▶ [ASSIGNMENT]: Below are records. Count every line containing the word "entries" and give the number alone.

(Source records)
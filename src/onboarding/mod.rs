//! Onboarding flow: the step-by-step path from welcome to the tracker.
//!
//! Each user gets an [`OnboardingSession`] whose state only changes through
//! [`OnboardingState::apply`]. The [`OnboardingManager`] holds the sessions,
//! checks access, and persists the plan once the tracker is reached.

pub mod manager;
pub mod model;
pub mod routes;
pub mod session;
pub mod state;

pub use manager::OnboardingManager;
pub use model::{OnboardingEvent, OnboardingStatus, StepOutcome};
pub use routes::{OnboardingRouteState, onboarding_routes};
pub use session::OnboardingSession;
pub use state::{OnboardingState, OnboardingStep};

* * *

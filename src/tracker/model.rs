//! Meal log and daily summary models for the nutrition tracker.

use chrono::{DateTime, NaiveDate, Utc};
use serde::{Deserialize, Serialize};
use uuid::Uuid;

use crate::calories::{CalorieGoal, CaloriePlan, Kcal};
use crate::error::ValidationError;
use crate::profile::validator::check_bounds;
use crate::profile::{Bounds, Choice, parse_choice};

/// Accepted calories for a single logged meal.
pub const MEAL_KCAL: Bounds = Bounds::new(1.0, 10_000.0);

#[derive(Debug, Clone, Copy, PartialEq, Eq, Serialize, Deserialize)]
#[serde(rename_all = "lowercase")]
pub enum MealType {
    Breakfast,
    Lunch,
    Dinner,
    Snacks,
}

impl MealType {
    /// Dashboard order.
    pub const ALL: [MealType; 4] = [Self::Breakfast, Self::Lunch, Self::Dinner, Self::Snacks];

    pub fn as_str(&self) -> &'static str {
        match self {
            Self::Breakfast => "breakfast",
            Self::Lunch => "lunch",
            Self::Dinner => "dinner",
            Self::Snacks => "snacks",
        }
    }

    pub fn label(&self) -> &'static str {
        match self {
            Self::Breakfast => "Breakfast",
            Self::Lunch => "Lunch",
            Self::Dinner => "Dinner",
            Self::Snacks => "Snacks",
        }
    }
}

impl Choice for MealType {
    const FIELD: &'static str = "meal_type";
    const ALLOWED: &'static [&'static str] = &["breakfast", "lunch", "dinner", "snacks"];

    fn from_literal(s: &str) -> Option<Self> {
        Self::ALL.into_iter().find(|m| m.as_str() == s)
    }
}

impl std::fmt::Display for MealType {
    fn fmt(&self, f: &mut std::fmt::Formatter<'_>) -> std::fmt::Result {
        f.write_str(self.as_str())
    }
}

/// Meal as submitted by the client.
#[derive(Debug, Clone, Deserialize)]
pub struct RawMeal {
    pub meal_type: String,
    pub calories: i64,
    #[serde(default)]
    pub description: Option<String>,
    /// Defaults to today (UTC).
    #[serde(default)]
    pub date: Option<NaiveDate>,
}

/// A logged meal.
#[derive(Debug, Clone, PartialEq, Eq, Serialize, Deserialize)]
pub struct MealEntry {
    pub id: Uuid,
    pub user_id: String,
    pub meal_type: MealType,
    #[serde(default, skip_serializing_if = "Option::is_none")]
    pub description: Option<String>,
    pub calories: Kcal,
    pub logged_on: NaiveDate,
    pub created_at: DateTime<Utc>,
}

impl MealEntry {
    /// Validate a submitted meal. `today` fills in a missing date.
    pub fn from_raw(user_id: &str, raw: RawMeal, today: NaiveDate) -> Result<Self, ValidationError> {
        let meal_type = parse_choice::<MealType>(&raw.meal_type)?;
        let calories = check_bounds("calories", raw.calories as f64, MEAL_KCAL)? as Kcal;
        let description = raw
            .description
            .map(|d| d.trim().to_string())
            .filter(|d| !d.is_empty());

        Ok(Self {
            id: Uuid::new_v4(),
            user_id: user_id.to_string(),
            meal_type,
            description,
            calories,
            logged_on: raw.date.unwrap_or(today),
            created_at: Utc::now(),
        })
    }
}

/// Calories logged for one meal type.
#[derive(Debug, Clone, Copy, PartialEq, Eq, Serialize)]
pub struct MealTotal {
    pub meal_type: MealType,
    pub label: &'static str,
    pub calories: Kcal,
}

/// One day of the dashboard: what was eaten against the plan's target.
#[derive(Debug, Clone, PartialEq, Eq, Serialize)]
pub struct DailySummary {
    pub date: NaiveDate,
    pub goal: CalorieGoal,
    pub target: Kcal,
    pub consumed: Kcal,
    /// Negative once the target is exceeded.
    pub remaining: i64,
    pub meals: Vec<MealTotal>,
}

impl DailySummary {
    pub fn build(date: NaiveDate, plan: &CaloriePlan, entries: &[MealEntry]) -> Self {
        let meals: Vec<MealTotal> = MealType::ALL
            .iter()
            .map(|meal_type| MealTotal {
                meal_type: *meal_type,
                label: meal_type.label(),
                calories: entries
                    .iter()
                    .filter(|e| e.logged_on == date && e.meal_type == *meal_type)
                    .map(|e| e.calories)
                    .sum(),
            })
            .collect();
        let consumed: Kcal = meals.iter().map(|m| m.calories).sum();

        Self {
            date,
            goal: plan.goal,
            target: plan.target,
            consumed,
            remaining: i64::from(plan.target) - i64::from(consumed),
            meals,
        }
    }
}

▶ [RESPONSE TO THE EXERCISE]: 2